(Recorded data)
****************************************
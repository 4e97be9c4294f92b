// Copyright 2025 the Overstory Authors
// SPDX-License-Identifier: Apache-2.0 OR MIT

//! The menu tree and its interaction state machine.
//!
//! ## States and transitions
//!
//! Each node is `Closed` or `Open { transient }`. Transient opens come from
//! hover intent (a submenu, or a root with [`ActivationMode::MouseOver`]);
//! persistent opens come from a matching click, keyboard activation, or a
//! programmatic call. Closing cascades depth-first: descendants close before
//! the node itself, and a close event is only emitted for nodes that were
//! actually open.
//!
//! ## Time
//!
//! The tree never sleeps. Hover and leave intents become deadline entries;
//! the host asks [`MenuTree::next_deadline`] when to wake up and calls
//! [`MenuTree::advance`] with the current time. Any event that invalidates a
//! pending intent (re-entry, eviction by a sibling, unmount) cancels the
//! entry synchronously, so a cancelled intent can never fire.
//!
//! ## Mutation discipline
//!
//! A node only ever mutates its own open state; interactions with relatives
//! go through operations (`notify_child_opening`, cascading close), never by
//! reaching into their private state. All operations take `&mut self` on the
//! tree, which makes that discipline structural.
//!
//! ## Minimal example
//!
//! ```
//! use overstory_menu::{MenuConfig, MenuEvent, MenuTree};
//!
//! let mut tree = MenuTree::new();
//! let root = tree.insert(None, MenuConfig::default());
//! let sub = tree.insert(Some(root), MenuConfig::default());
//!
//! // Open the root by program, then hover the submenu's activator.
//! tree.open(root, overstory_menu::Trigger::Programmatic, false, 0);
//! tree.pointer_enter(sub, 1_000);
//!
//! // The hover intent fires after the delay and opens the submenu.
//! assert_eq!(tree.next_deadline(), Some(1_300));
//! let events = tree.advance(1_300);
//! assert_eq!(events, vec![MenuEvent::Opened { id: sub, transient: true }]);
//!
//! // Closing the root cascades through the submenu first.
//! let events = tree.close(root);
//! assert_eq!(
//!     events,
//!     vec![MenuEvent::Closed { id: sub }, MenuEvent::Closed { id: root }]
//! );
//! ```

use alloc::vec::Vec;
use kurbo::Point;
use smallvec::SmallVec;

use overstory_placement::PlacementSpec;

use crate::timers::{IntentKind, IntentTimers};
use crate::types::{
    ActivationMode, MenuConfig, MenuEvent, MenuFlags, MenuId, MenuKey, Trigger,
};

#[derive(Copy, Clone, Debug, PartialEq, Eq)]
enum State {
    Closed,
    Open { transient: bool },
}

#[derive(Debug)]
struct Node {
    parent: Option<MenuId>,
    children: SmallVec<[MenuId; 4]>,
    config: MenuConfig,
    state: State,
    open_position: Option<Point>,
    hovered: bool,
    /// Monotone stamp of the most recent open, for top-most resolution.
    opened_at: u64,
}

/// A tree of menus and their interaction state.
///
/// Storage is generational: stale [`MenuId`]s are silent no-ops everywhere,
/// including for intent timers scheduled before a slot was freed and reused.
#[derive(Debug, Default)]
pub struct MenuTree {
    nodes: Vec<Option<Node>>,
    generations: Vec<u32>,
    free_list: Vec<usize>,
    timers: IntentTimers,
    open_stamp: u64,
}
****************************************
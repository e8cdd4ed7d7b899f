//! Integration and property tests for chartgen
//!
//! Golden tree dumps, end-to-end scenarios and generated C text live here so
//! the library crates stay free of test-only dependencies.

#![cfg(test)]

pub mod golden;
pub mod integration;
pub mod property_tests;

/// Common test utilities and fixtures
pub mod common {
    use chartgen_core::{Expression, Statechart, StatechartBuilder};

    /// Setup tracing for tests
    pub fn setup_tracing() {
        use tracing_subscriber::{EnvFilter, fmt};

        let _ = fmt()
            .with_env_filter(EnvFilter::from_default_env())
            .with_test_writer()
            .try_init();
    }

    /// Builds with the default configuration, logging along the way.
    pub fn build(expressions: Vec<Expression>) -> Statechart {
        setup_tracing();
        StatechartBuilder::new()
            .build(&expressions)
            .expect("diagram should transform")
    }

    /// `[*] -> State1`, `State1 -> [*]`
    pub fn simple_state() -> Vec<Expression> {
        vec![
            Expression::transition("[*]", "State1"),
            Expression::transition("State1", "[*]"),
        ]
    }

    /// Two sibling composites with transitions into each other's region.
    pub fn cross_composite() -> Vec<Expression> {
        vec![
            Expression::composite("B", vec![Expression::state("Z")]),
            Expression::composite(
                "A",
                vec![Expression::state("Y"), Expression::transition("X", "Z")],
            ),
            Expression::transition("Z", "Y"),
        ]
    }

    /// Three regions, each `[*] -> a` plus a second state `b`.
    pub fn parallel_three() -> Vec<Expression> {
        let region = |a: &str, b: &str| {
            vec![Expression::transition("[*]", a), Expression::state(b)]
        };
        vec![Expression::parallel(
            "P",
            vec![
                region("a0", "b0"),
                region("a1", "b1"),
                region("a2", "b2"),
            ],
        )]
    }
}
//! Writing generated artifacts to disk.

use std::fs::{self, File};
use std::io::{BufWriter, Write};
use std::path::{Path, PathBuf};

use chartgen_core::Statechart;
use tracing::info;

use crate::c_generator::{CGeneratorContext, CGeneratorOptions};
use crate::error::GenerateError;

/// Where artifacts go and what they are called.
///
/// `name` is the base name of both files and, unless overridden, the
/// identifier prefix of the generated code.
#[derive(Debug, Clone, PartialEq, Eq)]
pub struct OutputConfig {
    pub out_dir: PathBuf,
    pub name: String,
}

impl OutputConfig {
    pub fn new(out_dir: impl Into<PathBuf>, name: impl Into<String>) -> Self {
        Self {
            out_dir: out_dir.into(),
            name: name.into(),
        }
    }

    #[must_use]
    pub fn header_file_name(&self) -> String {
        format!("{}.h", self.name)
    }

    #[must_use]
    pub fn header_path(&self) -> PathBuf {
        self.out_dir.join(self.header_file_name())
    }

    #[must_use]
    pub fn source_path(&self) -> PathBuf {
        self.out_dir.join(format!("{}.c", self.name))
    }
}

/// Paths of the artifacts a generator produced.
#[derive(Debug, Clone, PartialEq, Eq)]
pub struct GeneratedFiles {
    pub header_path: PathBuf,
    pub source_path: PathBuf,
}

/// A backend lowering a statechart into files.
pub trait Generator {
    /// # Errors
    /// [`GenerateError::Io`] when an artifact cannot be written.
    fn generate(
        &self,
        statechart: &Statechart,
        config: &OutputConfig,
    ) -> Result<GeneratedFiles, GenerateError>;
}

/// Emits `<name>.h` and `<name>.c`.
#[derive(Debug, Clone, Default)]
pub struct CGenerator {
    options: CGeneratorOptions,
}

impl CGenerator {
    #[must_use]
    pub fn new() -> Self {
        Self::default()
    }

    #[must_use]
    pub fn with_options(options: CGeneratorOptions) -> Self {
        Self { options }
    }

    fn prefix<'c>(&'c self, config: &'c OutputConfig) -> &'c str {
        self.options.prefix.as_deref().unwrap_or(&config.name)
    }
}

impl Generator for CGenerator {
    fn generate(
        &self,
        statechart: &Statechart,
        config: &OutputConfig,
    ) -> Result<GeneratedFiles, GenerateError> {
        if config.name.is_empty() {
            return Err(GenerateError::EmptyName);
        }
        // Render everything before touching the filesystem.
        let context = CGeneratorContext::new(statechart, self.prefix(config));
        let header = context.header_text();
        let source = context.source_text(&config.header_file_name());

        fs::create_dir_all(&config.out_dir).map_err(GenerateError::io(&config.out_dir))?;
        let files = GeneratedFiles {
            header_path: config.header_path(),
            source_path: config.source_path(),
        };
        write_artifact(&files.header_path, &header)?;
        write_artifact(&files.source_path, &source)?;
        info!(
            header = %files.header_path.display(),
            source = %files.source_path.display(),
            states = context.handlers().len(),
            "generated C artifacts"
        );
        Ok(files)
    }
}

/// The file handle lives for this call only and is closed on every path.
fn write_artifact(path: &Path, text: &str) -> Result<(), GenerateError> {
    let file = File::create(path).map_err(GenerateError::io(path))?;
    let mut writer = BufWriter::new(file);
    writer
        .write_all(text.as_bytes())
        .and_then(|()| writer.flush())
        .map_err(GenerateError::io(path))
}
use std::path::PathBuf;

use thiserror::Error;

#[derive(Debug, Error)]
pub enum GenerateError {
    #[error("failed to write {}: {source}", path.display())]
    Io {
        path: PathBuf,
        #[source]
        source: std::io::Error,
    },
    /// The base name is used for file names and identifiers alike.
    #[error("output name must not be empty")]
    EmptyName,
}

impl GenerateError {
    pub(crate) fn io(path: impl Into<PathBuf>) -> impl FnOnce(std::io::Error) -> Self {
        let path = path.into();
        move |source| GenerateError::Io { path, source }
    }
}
****************************************
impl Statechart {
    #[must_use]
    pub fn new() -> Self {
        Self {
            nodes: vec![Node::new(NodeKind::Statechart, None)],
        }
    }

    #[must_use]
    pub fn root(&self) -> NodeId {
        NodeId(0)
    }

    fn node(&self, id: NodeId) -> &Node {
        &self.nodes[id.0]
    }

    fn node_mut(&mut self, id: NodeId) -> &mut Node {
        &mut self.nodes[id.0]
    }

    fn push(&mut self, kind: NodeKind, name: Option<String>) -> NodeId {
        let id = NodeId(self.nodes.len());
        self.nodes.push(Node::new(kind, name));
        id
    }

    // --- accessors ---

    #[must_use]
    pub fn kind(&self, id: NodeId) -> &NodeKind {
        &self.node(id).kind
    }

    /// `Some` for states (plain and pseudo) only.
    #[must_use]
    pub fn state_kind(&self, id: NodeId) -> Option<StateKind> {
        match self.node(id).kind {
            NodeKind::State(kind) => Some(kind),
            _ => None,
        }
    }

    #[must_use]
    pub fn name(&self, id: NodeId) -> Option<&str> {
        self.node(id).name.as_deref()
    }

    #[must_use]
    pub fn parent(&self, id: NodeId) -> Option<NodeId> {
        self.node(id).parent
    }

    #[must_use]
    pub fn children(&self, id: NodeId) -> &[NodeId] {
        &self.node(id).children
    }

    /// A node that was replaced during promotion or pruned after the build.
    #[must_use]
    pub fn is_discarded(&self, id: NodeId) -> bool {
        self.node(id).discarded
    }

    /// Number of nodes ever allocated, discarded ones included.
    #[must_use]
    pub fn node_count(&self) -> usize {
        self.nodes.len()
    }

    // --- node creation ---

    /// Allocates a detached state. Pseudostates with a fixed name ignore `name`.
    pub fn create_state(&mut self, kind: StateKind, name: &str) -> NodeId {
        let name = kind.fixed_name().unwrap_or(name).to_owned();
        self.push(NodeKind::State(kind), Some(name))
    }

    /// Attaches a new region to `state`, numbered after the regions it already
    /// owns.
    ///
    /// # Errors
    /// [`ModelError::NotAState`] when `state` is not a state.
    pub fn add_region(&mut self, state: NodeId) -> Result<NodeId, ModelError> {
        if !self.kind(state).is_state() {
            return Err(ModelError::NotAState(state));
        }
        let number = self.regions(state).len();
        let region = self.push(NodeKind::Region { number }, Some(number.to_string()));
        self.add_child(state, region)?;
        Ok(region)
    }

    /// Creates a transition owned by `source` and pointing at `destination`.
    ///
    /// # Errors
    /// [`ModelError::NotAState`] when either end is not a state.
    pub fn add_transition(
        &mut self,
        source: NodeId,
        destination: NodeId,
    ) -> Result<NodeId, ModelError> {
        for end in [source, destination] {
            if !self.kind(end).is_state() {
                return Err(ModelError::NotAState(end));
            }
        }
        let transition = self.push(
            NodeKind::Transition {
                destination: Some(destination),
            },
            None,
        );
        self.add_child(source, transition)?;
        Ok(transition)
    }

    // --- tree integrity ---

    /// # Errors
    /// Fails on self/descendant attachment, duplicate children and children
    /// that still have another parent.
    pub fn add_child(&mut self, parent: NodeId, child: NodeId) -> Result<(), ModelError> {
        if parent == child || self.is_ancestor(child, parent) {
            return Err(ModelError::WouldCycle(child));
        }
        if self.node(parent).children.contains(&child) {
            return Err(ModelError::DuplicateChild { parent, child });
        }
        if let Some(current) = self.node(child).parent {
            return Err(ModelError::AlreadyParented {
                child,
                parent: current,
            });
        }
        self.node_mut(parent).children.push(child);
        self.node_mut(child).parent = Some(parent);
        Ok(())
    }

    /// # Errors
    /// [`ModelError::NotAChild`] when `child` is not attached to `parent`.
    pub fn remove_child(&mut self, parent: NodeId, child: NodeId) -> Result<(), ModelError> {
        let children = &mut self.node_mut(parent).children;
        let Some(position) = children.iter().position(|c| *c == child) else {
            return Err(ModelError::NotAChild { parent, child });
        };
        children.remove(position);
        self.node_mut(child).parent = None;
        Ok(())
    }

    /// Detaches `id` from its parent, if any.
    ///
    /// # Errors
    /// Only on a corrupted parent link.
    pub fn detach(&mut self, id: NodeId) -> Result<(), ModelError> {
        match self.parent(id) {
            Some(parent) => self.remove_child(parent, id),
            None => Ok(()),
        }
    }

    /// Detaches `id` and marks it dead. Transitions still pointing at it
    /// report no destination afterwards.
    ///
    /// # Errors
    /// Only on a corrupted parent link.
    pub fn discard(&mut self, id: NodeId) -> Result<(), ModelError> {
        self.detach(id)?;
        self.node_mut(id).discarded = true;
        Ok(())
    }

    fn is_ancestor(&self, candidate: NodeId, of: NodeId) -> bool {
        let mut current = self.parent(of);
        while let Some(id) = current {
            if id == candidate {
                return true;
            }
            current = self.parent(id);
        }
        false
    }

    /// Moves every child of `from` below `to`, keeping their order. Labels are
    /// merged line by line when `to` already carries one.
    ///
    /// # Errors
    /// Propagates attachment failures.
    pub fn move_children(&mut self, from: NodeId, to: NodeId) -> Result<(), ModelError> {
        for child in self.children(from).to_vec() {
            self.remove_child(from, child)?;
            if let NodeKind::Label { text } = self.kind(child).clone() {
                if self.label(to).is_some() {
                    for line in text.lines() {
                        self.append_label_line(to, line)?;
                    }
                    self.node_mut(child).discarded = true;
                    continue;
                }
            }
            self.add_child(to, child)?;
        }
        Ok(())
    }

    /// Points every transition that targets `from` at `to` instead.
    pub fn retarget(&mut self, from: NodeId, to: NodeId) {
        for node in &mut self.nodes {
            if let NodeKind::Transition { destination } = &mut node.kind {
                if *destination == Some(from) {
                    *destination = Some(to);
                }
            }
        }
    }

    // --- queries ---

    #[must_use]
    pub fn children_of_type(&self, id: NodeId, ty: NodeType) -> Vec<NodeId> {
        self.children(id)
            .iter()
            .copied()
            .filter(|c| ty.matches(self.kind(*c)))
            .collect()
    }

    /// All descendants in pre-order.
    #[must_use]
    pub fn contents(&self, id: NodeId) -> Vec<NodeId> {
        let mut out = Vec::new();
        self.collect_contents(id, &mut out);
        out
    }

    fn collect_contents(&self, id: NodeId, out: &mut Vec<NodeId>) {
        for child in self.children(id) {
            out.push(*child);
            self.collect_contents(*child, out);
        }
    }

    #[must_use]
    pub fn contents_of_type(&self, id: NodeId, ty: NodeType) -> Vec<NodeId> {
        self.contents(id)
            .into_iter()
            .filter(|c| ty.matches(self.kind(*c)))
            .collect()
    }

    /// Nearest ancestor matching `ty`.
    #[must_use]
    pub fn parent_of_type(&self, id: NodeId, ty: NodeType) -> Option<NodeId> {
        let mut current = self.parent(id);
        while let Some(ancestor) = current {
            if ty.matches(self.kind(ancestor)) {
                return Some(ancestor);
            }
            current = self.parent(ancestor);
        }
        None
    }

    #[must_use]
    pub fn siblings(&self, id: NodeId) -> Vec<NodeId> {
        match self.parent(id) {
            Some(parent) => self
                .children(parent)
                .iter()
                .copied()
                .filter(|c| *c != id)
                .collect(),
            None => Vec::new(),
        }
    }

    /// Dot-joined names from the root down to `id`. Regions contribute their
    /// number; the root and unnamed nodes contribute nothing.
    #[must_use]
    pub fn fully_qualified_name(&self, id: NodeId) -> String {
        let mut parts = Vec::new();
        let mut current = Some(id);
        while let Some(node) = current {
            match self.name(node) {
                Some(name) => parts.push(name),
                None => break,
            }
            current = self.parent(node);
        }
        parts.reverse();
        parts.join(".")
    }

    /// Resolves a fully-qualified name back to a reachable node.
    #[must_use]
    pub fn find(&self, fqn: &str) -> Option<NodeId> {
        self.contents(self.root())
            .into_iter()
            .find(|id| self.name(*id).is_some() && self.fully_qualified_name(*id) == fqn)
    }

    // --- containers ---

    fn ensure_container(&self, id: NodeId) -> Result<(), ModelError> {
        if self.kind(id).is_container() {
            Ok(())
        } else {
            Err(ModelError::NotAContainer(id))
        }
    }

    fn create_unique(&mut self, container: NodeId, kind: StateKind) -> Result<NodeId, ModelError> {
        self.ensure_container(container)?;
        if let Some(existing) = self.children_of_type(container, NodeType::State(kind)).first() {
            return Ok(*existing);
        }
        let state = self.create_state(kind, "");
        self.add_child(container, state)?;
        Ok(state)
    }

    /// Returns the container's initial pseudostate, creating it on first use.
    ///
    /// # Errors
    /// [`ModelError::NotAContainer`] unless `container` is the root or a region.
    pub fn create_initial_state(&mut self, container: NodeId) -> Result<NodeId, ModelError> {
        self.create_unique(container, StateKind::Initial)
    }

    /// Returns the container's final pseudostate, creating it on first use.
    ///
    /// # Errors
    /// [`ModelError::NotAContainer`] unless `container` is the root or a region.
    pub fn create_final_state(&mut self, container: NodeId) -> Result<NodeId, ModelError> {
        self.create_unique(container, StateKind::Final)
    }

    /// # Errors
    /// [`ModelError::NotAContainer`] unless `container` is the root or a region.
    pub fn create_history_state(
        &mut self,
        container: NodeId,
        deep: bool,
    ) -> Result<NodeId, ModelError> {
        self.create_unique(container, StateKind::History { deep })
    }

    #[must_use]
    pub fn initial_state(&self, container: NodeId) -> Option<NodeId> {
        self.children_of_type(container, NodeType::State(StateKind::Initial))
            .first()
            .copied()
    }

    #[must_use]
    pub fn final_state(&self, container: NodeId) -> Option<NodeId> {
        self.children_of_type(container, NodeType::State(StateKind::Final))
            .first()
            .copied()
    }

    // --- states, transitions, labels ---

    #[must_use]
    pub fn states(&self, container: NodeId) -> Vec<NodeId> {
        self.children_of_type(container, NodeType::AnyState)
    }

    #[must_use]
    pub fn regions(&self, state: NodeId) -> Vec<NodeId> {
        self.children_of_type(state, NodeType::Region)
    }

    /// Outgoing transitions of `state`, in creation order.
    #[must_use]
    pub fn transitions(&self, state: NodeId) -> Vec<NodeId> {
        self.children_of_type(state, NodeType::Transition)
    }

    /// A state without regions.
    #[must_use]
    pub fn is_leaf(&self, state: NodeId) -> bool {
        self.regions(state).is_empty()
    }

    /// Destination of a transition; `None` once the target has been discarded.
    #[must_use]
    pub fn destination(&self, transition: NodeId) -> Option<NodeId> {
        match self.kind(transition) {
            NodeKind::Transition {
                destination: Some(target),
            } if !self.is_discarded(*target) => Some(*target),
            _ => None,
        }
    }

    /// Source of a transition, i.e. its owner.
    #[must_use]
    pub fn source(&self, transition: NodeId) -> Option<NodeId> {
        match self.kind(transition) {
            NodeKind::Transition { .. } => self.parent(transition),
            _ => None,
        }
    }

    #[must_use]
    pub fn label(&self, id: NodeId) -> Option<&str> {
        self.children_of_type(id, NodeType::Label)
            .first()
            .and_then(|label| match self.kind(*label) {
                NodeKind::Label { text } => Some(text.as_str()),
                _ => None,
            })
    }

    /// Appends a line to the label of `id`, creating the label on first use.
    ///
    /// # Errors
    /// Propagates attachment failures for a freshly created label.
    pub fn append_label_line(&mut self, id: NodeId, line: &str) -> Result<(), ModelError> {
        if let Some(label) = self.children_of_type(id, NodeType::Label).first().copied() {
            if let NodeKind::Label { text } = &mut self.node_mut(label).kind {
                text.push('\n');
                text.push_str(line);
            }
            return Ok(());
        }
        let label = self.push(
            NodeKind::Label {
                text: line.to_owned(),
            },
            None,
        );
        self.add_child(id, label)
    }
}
****************************************
# [What you are asked to do]
In the entries above, find the line with "repository 4e97be9c4294f92b" and the line with "Transient opens come from", then set down exactly those two and every line between them, nothing else.

# [Response to this exercise]
repository 4e97be9c4294f92b
// Copyright 2025 the Overstory Authors
// SPDX-License-Identifier: Apache-2.0 OR MIT

//! The menu tree and its interaction state machine.
//!
//! ## States and transitions
//!
//! Each node is `Closed` or `Open { transient }`. Transient opens come from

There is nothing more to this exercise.